> [TO DO]
Each entry, as given, must be output unchanged.
━━━
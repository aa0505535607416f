//! Spotify authorization flows: code exchange, refresh, playback lookup.
//!
//! The service owns the flow logic; where the resulting tokens live is the
//! API layer's concern (scoped cookies held by the browser). Every operation
//! is a single awaited outbound call with no retries.

use std::sync::Arc;

use async_trait::async_trait;
use url::Url;

use hereiam_core::{AppError, AppResult};
use hereiam_domain::{AUTHORIZATION_SCOPES, NowPlaying, RecommendedTrack, SpotifyProfile, TokenGrant};

const AUTHORIZE_ENDPOINT: &str = "https://accounts.spotify.com/authorize";

/// Port for the provider's token and resource endpoints.
#[async_trait]
pub trait SpotifyAuthClient: Send + Sync {
    /// Exchanges an authorization code for a token grant
    /// (`grant_type=authorization_code`).
    async fn exchange_code(&self, code: &str) -> AppResult<TokenGrant>;

    /// Obtains a fresh access token (`grant_type=refresh_token`). The
    /// provider may or may not rotate the refresh token.
    async fn refresh_token(&self, refresh_token: &str) -> AppResult<TokenGrant>;

    /// Fetches the authenticated user's profile with a bearer token.
    async fn fetch_profile(&self, access_token: &str) -> AppResult<SpotifyProfile>;

    /// Fetches the current playback snapshot; `None` when nothing plays.
    async fn currently_playing(&self, access_token: &str) -> AppResult<Option<NowPlaying>>;

    /// Lists the tracks of one playlist with a bearer token.
    async fn playlist_tracks(
        &self,
        access_token: &str,
        playlist_id: &str,
    ) -> AppResult<Vec<RecommendedTrack>>;
}

/// Application service for the token broker.
#[derive(Clone)]
pub struct SpotifyAuthService {
    client: Arc<dyn SpotifyAuthClient>,
    client_id: String,
    redirect_uri: String,
    recommendations_playlist_id: Option<String>,
}

impl SpotifyAuthService {
    /// Creates the broker service.
    #[must_use]
    pub fn new(
        client: Arc<dyn SpotifyAuthClient>,
        client_id: impl Into<String>,
        redirect_uri: impl Into<String>,
    ) -> Self {
        Self {
            client,
            client_id: client_id.into(),
            redirect_uri: redirect_uri.into(),
            recommendations_playlist_id: None,
        }
    }

    /// Sets the playlist the recommendations surface reads from.
    #[must_use]
    pub fn with_recommendations_playlist(mut self, playlist_id: impl Into<String>) -> Self {
        self.recommendations_playlist_id = Some(playlist_id.into());
        self
    }

    /// Builds the provider authorization URL the visitor is redirected to.
    /// No local state changes.
    pub fn authorize_url(&self) -> AppResult<Url> {
        let mut url = Url::parse(AUTHORIZE_ENDPOINT)
            .map_err(|error| AppError::Internal(format!("invalid authorize endpoint: {error}")))?;

        url.query_pairs_mut()
            .append_pair("client_id", &self.client_id)
            .append_pair("response_type", "code")
            .append_pair("redirect_uri", &self.redirect_uri)
            .append_pair("scope", &AUTHORIZATION_SCOPES.join(" "));

        Ok(url)
    }

    /// Exchanges the callback code and resolves the user's identity.
    ///
    /// Both the grant and the profile are needed before any cookie is
    /// written, so a failed profile fetch fails the whole exchange.
    pub async fn exchange_code(&self, code: &str) -> AppResult<(TokenGrant, SpotifyProfile)> {
        if code.trim().is_empty() {
            return Err(AppError::MalformedRequest(
                "missing 'code' query parameter".to_owned(),
            ));
        }

        let grant = self.client.exchange_code(code).await?;
        let profile = self.client.fetch_profile(&grant.access_token).await?;

        Ok((grant, profile))
    }

    /// Refreshes an access token. Fails with `MissingRefreshToken` before
    /// any outbound call when no token is presented.
    pub async fn refresh(&self, refresh_token: Option<&str>) -> AppResult<TokenGrant> {
        let token = refresh_token
            .map(str::trim)
            .filter(|token| !token.is_empty())
            .ok_or(AppError::MissingRefreshToken)?;

        self.client.refresh_token(token).await
    }

    /// Current playback for the given access token.
    pub async fn now_playing(&self, access_token: &str) -> AppResult<Option<NowPlaying>> {
        self.client.currently_playing(access_token).await
    }

    /// Tracks of the configured fallback playlist, shown when nothing is
    /// playing.
    pub async fn recommendations(&self, access_token: &str) -> AppResult<Vec<RecommendedTrack>> {
        let playlist_id = self.recommendations_playlist_id.as_deref().ok_or_else(|| {
            AppError::ConfigurationMissing(
                "recommendations playlist is not configured".to_owned(),
            )
        })?;

        self.client.playlist_tracks(access_token, playlist_id).await
    }
}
━━━
> [RESULT OF THIS EXERCISE]
repository aa0505535607416f
//! Spotify authorization flows: code exchange, refresh, playback lookup.
//!
//! The service owns the flow logic; where the resulting tokens live is the
//! API layer's concern (scoped cookies held by the browser). Every operation
//! is a single awaited outbound call with no retries.

use std::sync::Arc;

use async_trait::async_trait;
use url::Url;

use hereiam_core::{AppError, AppResult};
use hereiam_domain::{AUTHORIZATION_SCOPES, NowPlaying, RecommendedTrack, SpotifyProfile, TokenGrant};

const AUTHORIZE_ENDPOINT: &str = "https://accounts.spotify.com/authorize";

/// Port for the provider's token and resource endpoints.
#[async_trait]
pub trait SpotifyAuthClient: Send + Sync {
    /// Exchanges an authorization code for a token grant
    /// (`grant_type=authorization_code`).
    async fn exchange_code(&self, code: &str) -> AppResult<TokenGrant>;

    /// Obtains a fresh access token (`grant_type=refresh_token`). The
    /// provider may or may not rotate the refresh token.
    async fn refresh_token(&self, refresh_token: &str) -> AppResult<TokenGrant>;

    /// Fetches the authenticated user's profile with a bearer token.
    async fn fetch_profile(&self, access_token: &str) -> AppResult<SpotifyProfile>;

    /// Fetches the current playback snapshot; `None` when nothing plays.
    async fn currently_playing(&self, access_token: &str) -> AppResult<Option<NowPlaying>>;

    /// Lists the tracks of one playlist with a bearer token.
    async fn playlist_tracks(
        &self,
        access_token: &str,
        playlist_id: &str,
    ) -> AppResult<Vec<RecommendedTrack>>;
}

/// Application service for the token broker.
#[derive(Clone)]
pub struct SpotifyAuthService {
    client: Arc<dyn SpotifyAuthClient>,
    client_id: String,
    redirect_uri: String,
    recommendations_playlist_id: Option<String>,
}

impl SpotifyAuthService {
    /// Creates the broker service.
    #[must_use]
    pub fn new(
        client: Arc<dyn SpotifyAuthClient>,
        client_id: impl Into<String>,
        redirect_uri: impl Into<String>,
    ) -> Self {
        Self {
            client,
            client_id: client_id.into(),
            redirect_uri: redirect_uri.into(),
            recommendations_playlist_id: None,
        }
    }

    /// Sets the playlist the recommendations surface reads from.
    #[must_use]
    pub fn with_recommendations_playlist(mut self, playlist_id: impl Into<String>) -> Self {
        self.recommendations_playlist_id = Some(playlist_id.into());
        self
    }

    /// Builds the provider authorization URL the visitor is redirected to.
    /// No local state changes.
    pub fn authorize_url(&self) -> AppResult<Url> {
        let mut url = Url::parse(AUTHORIZE_ENDPOINT)
            .map_err(|error| AppError::Internal(format!("invalid authorize endpoint: {error}")))?;

        url.query_pairs_mut()
            .append_pair("client_id", &self.client_id)
            .append_pair("response_type", "code")
            .append_pair("redirect_uri", &self.redirect_uri)
            .append_pair("scope", &AUTHORIZATION_SCOPES.join(" "));

        Ok(url)
    }

    /// Exchanges the callback code and resolves the user's identity.
    ///
    /// Both the grant and the profile are needed before any cookie is
    /// written, so a failed profile fetch fails the whole exchange.
    pub async fn exchange_code(&self, code: &str) -> AppResult<(TokenGrant, SpotifyProfile)> {
        if code.trim().is_empty() {
            return Err(AppError::MalformedRequest(
                "missing 'code' query parameter".to_owned(),
            ));
        }

        let grant = self.client.exchange_code(code).await?;
        let profile = self.client.fetch_profile(&grant.access_token).await?;

        Ok((grant, profile))
    }

    /// Refreshes an access token. Fails with `MissingRefreshToken` before
    /// any outbound call when no token is presented.
    pub async fn refresh(&self, refresh_token: Option<&str>) -> AppResult<TokenGrant> {
        let token = refresh_token
            .map(str::trim)
            .filter(|token| !token.is_empty())
            .ok_or(AppError::MissingRefreshToken)?;

        self.client.refresh_token(token).await
    }

    /// Current playback for the given access token.
    pub async fn now_playing(&self, access_token: &str) -> AppResult<Option<NowPlaying>> {
        self.client.currently_playing(access_token).await
    }

    /// Tracks of the configured fallback playlist, shown when nothing is
    /// playing.
    pub async fn recommendations(&self, access_token: &str) -> AppResult<Vec<RecommendedTrack>> {
        let playlist_id = self.recommendations_playlist_id.as_deref().ok_or_else(|| {
            AppError::ConfigurationMissing(
                "recommendations playlist is not configured".to_owned(),
            )
        })?;

        self.client.playlist_tracks(access_token, playlist_id).await
    }
}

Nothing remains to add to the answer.